- Input
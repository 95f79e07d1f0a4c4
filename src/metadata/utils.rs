pub const USER_PREFIX: &[u8] = b"#user#";
pub const NODE_PREFIX: &[u8] = b"#node#";
pub const MAX_NODE_ID_KEY: &[u8] = b"#max_node_id";
/// Holds the big-endian applied index; written in the same batch as every apply.
pub const APPLIED_KEY: &[u8] = b"#applied";

/// Helper that turns a u64 into an 8-byte big-endian array
pub fn u64be_bytes(x: u64) -> [u8; 8] {
    x.to_be_bytes()
}

pub fn be_to_u64(b: &[u8]) -> Option<u64> {
    let arr: [u8; 8] = b.try_into().ok()?;
    Some(u64::from_be_bytes(arr))
}

/// Build a user key that looks like `#user#alice`
pub fn kv_user_key<S: AsRef<str>>(user_id: S) -> Vec<u8> {
    let s = user_id.as_ref();
    let mut v = Vec::with_capacity(USER_PREFIX.len() + s.len());
    v.extend_from_slice(USER_PREFIX);
    v.extend_from_slice(s.as_bytes());
    v
}

/// Node keys embed the big-endian id so prefix scans come back in id order.
pub fn kv_node_key(id: u64) -> Vec<u8> {
    let mut v = Vec::with_capacity(NODE_PREFIX.len() + 8);
    v.extend_from_slice(NODE_PREFIX);
    v.extend_from_slice(&u64be_bytes(id));
    v
}

#[cfg(test)]
mod tests {
    use super::*;

    #[test]
    fn test_node_keys_sort_by_id() {
        let mut keys = vec![kv_node_key(300), kv_node_key(2), kv_node_key(17)];
        keys.sort();
        assert_eq!(keys, vec![kv_node_key(2), kv_node_key(17), kv_node_key(300)]);
        assert!(kv_node_key(1).starts_with(NODE_PREFIX));
    }

    #[test]
    fn test_be_roundtrip() {
        assert_eq!(be_to_u64(&u64be_bytes(42)), Some(42));
        assert_eq!(be_to_u64(b"short"), None);
    }
}
use crate::common::{Error, Result};
use crate::master::{MetaCmd, meta_cmd::Op};
use crate::metadata::handler::{CommandHandler, CommandOutput, StoreReader};
use crate::server::cluster::{apply_register_node, apply_remove_node, apply_update_node_status};
use crate::server::user::{apply_add_user, apply_delete_user};

/// Dispatches committed commands to the user and cluster subsystems.
/// Holds no state of its own: apply sees only the command and the store.
#[derive(Debug, Default, Clone, Copy)]
pub struct CommandRouter;

impl CommandHandler for CommandRouter {
    fn handle(&self, cmd: &MetaCmd, store: &dyn StoreReader) -> Result<CommandOutput> {
        match cmd.op.as_ref() {
            Some(Op::AddUser(c)) => apply_add_user(c, store),
            Some(Op::DeleteUser(c)) => apply_delete_user(c, store),
            Some(Op::RegisterNode(c)) => apply_register_node(c, store),
            Some(Op::UpdateNodeStatus(c)) => apply_update_node_status(c, store),
            Some(Op::RemoveNode(c)) => apply_remove_node(c, store),
            None => Err(Error::Serialization("command without operation".into())),
        }
    }
}

#[cfg(test)]
mod tests {
    use super::*;
    use crate::master::{AddUser, NodeInfo, NodeKind, RegisterNode, UserInfo};
    use crate::metadata::MetadataFsm;
    use crate::metadata::rocks::RocksDbStore;
    use crate::metadata::utils::{NODE_PREFIX, USER_PREFIX, kv_user_key};
    use crate::server::cluster::tests::register;
    use prost::Message;
    use std::sync::Arc;
    use tempfile::tempdir;

    fn fsm(dir: &std::path::Path) -> MetadataFsm {
        let store = RocksDbStore::open(dir, 8 << 20, 4 << 20).unwrap();
        let fsm = MetadataFsm::new(store, 20000);
        fsm.register_user_command_handler(Arc::new(CommandRouter))
            .unwrap();
        fsm.restore().unwrap();
        fsm
    }

    fn create_user(name: &str) -> Vec<u8> {
        MetaCmd {
            op: Some(Op::AddUser(AddUser {
                user: Some(UserInfo {
                    user_id: name.into(),
                    create_time: 1_700_000_000_000,
                    ..Default::default()
                }),
            })),
        }
        .encode_to_vec()
    }

    #[test]
    fn test_duplicate_user_fails_but_index_advances() {
        let dir = tempdir().unwrap();
        let fsm = fsm(dir.path());

        let first = fsm.apply(1, &create_user("alice")).unwrap();
        assert!(first.result.is_ok());
        let second = fsm.apply(2, &create_user("alice")).unwrap();
        assert!(matches!(second.result, Err(Error::Apply(_))));

        assert_eq!(fsm.applied_index(), 2);
        let users = fsm.scan_prefix(USER_PREFIX).unwrap();
        assert_eq!(users.len(), 1);
        assert_eq!(users[0].0, kv_user_key("alice"));
    }

    #[test]
    fn test_register_node_replies_with_record() {
        let dir = tempdir().unwrap();
        let fsm = fsm(dir.path());
        let cmd = MetaCmd {
            op: Some(Op::RegisterNode(RegisterNode {
                addr: "10.0.1.1:17310".into(),
                zone: "z1".into(),
                kind: NodeKind::Meta as i32,
                total_bytes: 1 << 30,
                register_time: 1_700_000_000_000,
                node_set_capacity: 18,
            })),
        };
        let applied = fsm.apply(1, &cmd.encode_to_vec()).unwrap();
        let node = NodeInfo::decode(applied.result.unwrap().as_slice()).unwrap();
        assert_eq!(node.id, 1);
        assert_eq!(node.kind(), NodeKind::Meta);
    }

    #[test]
    fn test_command_without_operation() {
        let dir = tempdir().unwrap();
        let fsm = fsm(dir.path());
        let empty = MetaCmd { op: None }.encode_to_vec();
        // an empty oneof encodes to zero bytes, which the state machine treats as a no-op
        assert!(empty.is_empty());
        assert!(fsm.apply(1, &empty).unwrap().result.is_ok());
        assert!(matches!(
            CommandRouter.handle(&MetaCmd { op: None }, &fsm),
            Err(Error::Serialization(_))
        ));
    }

    #[test]
    fn test_replicas_place_nodes_alike() {
        let (dir_a, dir_b) = (tempdir().unwrap(), tempdir().unwrap());
        let (a, b) = (fsm(dir_a.path()), fsm(dir_b.path()));
        let entries: Vec<Vec<u8>> = (1..=4)
            .map(|i| {
                MetaCmd {
                    op: Some(Op::RegisterNode(register(
                        &format!("10.0.1.{i}:17310"),
                        "z1",
                        3,
                    ))),
                }
                .encode_to_vec()
            })
            .collect();
        for (i, data) in entries.iter().enumerate() {
            a.apply(i as u64 + 1, data).unwrap().result.unwrap();
            b.apply(i as u64 + 1, data).unwrap().result.unwrap();
        }

        let nodes = a.scan_prefix(NODE_PREFIX).unwrap();
        assert_eq!(nodes, b.scan_prefix(NODE_PREFIX).unwrap());
        assert_eq!(a.applied_index(), b.applied_index());
        let sets: Vec<u64> = nodes
            .iter()
            .map(|(_, v)| NodeInfo::decode(v.as_slice()).unwrap().node_set_id)
            .collect();
        assert_eq!(sets, vec![1, 1, 1, 2]);
    }
}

- Task to complete
Only lines with the word "empty" belong in the answer; copy each of them from the material above.

- Result of this task
        let empty = MetaCmd { op: None }.encode_to_vec();
        // an empty oneof encodes to zero bytes, which the state machine treats as a no-op
        assert!(empty.is_empty());
        assert!(fsm.apply(1, &empty).unwrap().result.is_ok());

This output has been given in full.